Nothing should differ between your output and the entries below.

═════ Records to use

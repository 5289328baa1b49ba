//! Console-based notifier for development

use super::Notifier;

/// Notifier that prints messages to the console
pub struct ConsoleNotifier {
    sender_alias: String,
}

impl ConsoleNotifier {
    pub fn new(sender_alias: impl Into<String>) -> Self {
        Self {
            sender_alias: sender_alias.into(),
        }
    }
}

impl Default for ConsoleNotifier {
    fn default() -> Self {
        Self::new("no-reply@localhost")
    }
}

impl Notifier for ConsoleNotifier {
    fn send(&self, to: &str, from: &str, subject: &str, body: &str) -> Result<(), String> {
        println!();
        println!("========================================");
        println!("  FROM:    {}", from);
        println!("  TO:      {}", to);
        println!("  SUBJECT: {}", subject);
        println!("========================================");
        println!("{}", body);
        println!();

        tracing::info!(to = %to, subject = %subject, "Notification printed to console");

        Ok(())
    }

    fn sender_alias(&self) -> &str {
        &self.sender_alias
    }
}
//! Accounts broker server

use std::sync::Arc;

use anyhow::Result;
use tokio::net::TcpListener;
use tracing_subscriber::{layer::SubscriberExt, util::SubscriberInitExt};

use accounts_broker::{
    load_or_generate_signing_key, routes, AccountStore, AppState, Config, ConsoleNotifier,
    InMemoryAccountStore, Notifier, SmtpNotifier, SqliteStore,
};
use accounts_core::SigningKey;

#[tokio::main]
async fn main() -> Result<()> {
    // Initialize tracing
    tracing_subscriber::registry()
        .with(
            tracing_subscriber::EnvFilter::try_from_default_env()
                .unwrap_or_else(|_| "accounts_broker=debug,tower_http=debug".into()),
        )
        .with(tracing_subscriber::fmt::layer())
        .init();

    // Load configuration
    let config = Config::from_env();
    tracing::info!(?config, "Loaded configuration");

    let signing_key = load_or_generate_signing_key(&config.key_file)?;
    tracing::info!(path = %config.key_file.display(), "Loaded signing key");

    let notifier: Box<dyn Notifier> = match config.smtp.clone() {
        Some(smtp) => Box::new(
            SmtpNotifier::new(smtp, config.sender_alias.clone()).map_err(anyhow::Error::msg)?,
        ),
        None => {
            tracing::info!("SMTP not configured, printing mail to the console");
            Box::new(ConsoleNotifier::new(config.sender_alias.clone()))
        }
    };

    match &config.database_path {
        Some(path) => {
            let store = SqliteStore::open(path)?;
            tracing::info!(path = %path, "Using SQLite store");
            serve(&config, signing_key, store, notifier).await
        }
        None => {
            tracing::warn!("DATABASE_PATH not set, accounts will not survive a restart");
            serve(&config, signing_key, InMemoryAccountStore::new(), notifier).await
        }
    }
}

async fn serve<S>(
    config: &Config,
    signing_key: SigningKey,
    store: S,
    notifier: Box<dyn Notifier>,
) -> Result<()>
where
    S: AccountStore + 'static,
{
    let state = Arc::new(AppState::new(config, signing_key, store, notifier)?);
    let app = routes::create_router(state);

    let addr = format!("0.0.0.0:{}", config.port);
    let listener = TcpListener::bind(&addr).await?;
    tracing::info!("Broker listening on http://{}", addr);

    axum::serve(listener, app).await?;

    Ok(())
}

══════════

Written answer =
repository 5289328baa1b49ba
//! Console-based notifier for development

use super::Notifier;

/// Notifier that prints messages to the console
pub struct ConsoleNotifier {
    sender_alias: String,
}

impl ConsoleNotifier {
    pub fn new(sender_alias: impl Into<String>) -> Self {
        Self {
            sender_alias: sender_alias.into(),
        }
    }
}

impl Default for ConsoleNotifier {
    fn default() -> Self {
        Self::new("no-reply@localhost")
    }
}

impl Notifier for ConsoleNotifier {
    fn send(&self, to: &str, from: &str, subject: &str, body: &str) -> Result<(), String> {
        println!();
        println!("========================================");
        println!("  FROM:    {}", from);
        println!("  TO:      {}", to);
        println!("  SUBJECT: {}", subject);
        println!("========================================");
        println!("{}", body);
        println!();

        tracing::info!(to = %to, subject = %subject, "Notification printed to console");

        Ok(())
    }

    fn sender_alias(&self) -> &str {
        &self.sender_alias
    }
}
//! Accounts broker server

use std::sync::Arc;

use anyhow::Result;
use tokio::net::TcpListener;
use tracing_subscriber::{layer::SubscriberExt, util::SubscriberInitExt};

use accounts_broker::{
    load_or_generate_signing_key, routes, AccountStore, AppState, Config, ConsoleNotifier,
    InMemoryAccountStore, Notifier, SmtpNotifier, SqliteStore,
};
use accounts_core::SigningKey;

#[tokio::main]
async fn main() -> Result<()> {
    // Initialize tracing
    tracing_subscriber::registry()
        .with(
            tracing_subscriber::EnvFilter::try_from_default_env()
                .unwrap_or_else(|_| "accounts_broker=debug,tower_http=debug".into()),
        )
        .with(tracing_subscriber::fmt::layer())
        .init();

    // Load configuration
    let config = Config::from_env();
    tracing::info!(?config, "Loaded configuration");

    let signing_key = load_or_generate_signing_key(&config.key_file)?;
    tracing::info!(path = %config.key_file.display(), "Loaded signing key");

    let notifier: Box<dyn Notifier> = match config.smtp.clone() {
        Some(smtp) => Box::new(
            SmtpNotifier::new(smtp, config.sender_alias.clone()).map_err(anyhow::Error::msg)?,
        ),
        None => {
            tracing::info!("SMTP not configured, printing mail to the console");
            Box::new(ConsoleNotifier::new(config.sender_alias.clone()))
        }
    };

    match &config.database_path {
        Some(path) => {
            let store = SqliteStore::open(path)?;
            tracing::info!(path = %path, "Using SQLite store");
            serve(&config, signing_key, store, notifier).await
        }
        None => {
            tracing::warn!("DATABASE_PATH not set, accounts will not survive a restart");
            serve(&config, signing_key, InMemoryAccountStore::new(), notifier).await
        }
    }
}

async fn serve<S>(
    config: &Config,
    signing_key: SigningKey,
    store: S,
    notifier: Box<dyn Notifier>,
) -> Result<()>
where
    S: AccountStore + 'static,
{
    let state = Arc::new(AppState::new(config, signing_key, store, notifier)?);
    let app = routes::create_router(state);

    let addr = format!("0.0.0.0:{}", config.port);
    let listener = TcpListener::bind(&addr).await?;
    tracing::info!("Broker listening on http://{}", addr);

    axum::serve(listener, app).await?;

    Ok(())
}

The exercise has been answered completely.